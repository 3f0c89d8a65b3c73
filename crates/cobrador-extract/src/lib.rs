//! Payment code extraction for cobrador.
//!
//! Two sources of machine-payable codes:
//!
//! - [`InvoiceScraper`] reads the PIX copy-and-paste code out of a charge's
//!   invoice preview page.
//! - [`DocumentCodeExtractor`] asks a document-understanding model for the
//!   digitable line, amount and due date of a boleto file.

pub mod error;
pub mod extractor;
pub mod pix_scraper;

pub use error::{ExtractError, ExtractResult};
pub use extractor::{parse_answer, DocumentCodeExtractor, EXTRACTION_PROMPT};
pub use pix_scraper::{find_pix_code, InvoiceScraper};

> INSTRUCTIONS FOR THE TASK: Repeat the records word for word.

> ANSWER:
repository 3f0c89d8a65b3c73
filename crates/cobrador-extract/src/lib.rs
//! Payment code extraction for cobrador.
//!
//! Two sources of machine-payable codes:
//!
//! - [`InvoiceScraper`] reads the PIX copy-and-paste code out of a charge's
//!   invoice preview page.
//! - [`DocumentCodeExtractor`] asks a document-understanding model for the
//!   digitable line, amount and due date of a boleto file.

pub mod error;
pub mod extractor;
pub mod pix_scraper;

pub use error::{ExtractError, ExtractResult};
pub use extractor::{parse_answer, DocumentCodeExtractor, EXTRACTION_PROMPT};
pub use pix_scraper::{find_pix_code, InvoiceScraper};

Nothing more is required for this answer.